Properties of landmark data

Running LaSEC on multiple types of data demonstrates important properties of landmark-based GM data. The effect of inter-landmark covariance structure on shape characterization is unclear based on simulated data analyzed in this study. As anticipated, however, the results suggest that fewer 3-D than 2-D landmarks are generally required to attain equivalent fidelity in shape characterization. In addition, both simulated and empirical data show that landmark data are statistically consistent for capturing shape and size variation, where incorporating additional landmarks will steadily improve the characterization of shape variation, at least as measured by PSS. Whether landmark data are statistically efficient is less clear. For the empirical datasets used in this study, the variance in fit value diminishes consistently with larger landmark sampling, implying that landmark data are statistically efficient (Fig 6). The sampling curves of simulated datasets, in contrast, are more nuanced, showing increasing variance in fit values up to certain subsampling of landmarks, followed by a decreasing trend once the landmark sampling reaches a plateau in the curve (Figs 25). These conflicting outcomes suggest that theoretically, landmark data are not necessarily statistically efficient, but they are likely to be efficient for characterizing shape variation in biological systems.

Similar discrepancy exists between simulated and empirical data regarding the number of landmarks required for stationarity in shape information. Simulated 2-D and 3-D data suggest that stationarity in shape information requires the number of landmarks to exceed the number of specimens (Figs 25). With the exception of simulated data with 80 specimens, landmark sampling reaches a median fit value of 0.90 only when the number of landmarks equals or exceeds the specimen count. Such data could dramatically reduce the power of parametric statistical tests or prohibit certain procedures, although recent methodological advancements have mitigated this issue for some analyses [10,28,29]. The empirical data selected for this study, however, indicate that equivalent fidelity in shape information is achieved with fewer landmarks than specimens (Fig 6). Again, these discordant results are likely due to fundamental differences in the structure of shape variation between simulated and empirical datasets. Compared to coordinates sampled from a normal distribution under a single variance-covariance scheme, shape variation in biological systems is expected to be far more structured due to myriad factors, such as physical, developmental, and functional constraints, that differentially act on taxonomic groups and anatomical structures. Hence, proportionately far fewer landmarks are expected to be necessary for robustly capturing the shape variation of biological specimens than with simulated shapes.

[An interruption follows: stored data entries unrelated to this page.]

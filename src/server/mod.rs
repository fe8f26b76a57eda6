pub mod handlers;
pub mod state;
pub mod url_validation;

use crate::config::Config;
use axum::{Router, routing::get};
use state::AppState;
use std::net::SocketAddr;
use tower_http::trace::TraceLayer;
use tracing::{error, info};

/// Build the router: relay endpoint, health/metrics, and the fallback
/// redirect for mistaken relative requests.
pub fn build_router(state: AppState) -> Router {
    let relay_path = state.config.relay_path.clone();

    Router::new()
        .route("/", get(handlers::health::health_check))
        .route("/health", get(handlers::health::health_check))
        .route("/metrics", get(handlers::health::serve_metrics))
        .route(
            &relay_path,
            get(handlers::relay::relay_get)
                .post(handlers::relay::relay_post)
                .options(handlers::relay::preflight),
        )
        .fallback(handlers::fallback::redirect_to_relay)
        .layer(TraceLayer::new_for_http())
        .with_state(state)
}

/// Start the Axum HTTP server
pub async fn start(config: Config) -> Result<(), Box<dyn std::error::Error>> {
    let addr = format!("0.0.0.0:{}", config.port);

    crate::metrics::init();
    let relay_path = config.relay_path.clone();
    let state = AppState::new(config)?;
    let app = build_router(state);

    // Bind TCP listener
    let listener = match tokio::net::TcpListener::bind(addr.as_str()).await {
        Ok(listener) => listener,
        Err(e) => {
            error!("Failed to bind to address {}: {}", addr, e);
            return Err(e.into());
        }
    };

    info!("Relay listening on http://{}{}", addr, relay_path);

    // Peer addresses feed the loopback exception of the origin gate
    if let Err(e) = axum::serve(
        listener,
        app.into_make_service_with_connect_info::<SocketAddr>(),
    )
    .await
    {
        error!("Server error: {}", e);
        return Err(e.into());
    }

    Ok(())
}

Nevertheless, landmark data will each contain a unique structure in shape variation. For instance, denser landmark sampling is generally expected for capturing morphological variation within a population than across major clades. While analyzing simulated data helps identify clear signs of robust shape characterization, the idiosyncrasies of individual datasets prevent a formulation of unambiguous principles regarding adequate number of landmarks that are extensible across all empirical datasets. As such, the quality of landmark data need to be assessed for individual datasets.

In addition to shape characterization, this study also clearly shows that landmarks capture size variation very effectively, requiring no more than eight landmarks in all empirical data sets examined in this study (Fig 7). This result corroborates a previous study indicating that small intraspecific sampling provides accurate estimation of mean centroid size, whereas more than 20 specimens are needed to estimate the mean shape of species [5]. Related studies have also shown that one-sided data are able to characterize size variation as effectively as bilaterally sampled data [6,7]. This efficacy of landmarks in characterizing size variation is expected because size is a univariate trait that correlates strongly with linear distances measured on corresponding specimens. Because inter-landmark distances are inherent in landmark data, very few landmarks are typically needed for robust characterization of size variation.

A guide for using LaSEC

LaSEC is an exploratory tool for assessing whether a given landmark sampling robustly characterizes the shape variation of specimens under study. Its output provides three related but valuable pieces of information: (1) stationarity in shape and size information; (2) evidence of over- or under-sampling of landmarks; and (3) minimum number of landmarks needed to retain equivalent shape information. The function LaSEC is included in the LaMBDA R package (, and performed by running lasec(, n.dim, iter, show.progress), where is the coordinate data in a 2-D matrix format (rows of specimens and columns of coordinate variables), n.dim denotes the physical dimensionality of the data (2 or 3 for 2-D and 3-D data respectively), iter specifies the number of rounds of subsampling (default is 1,000), and show.progress is the option to display a progress bar during the analysis. Although this study focuses on biological systems, LaSEC can be run on any landmark-based coordinate data.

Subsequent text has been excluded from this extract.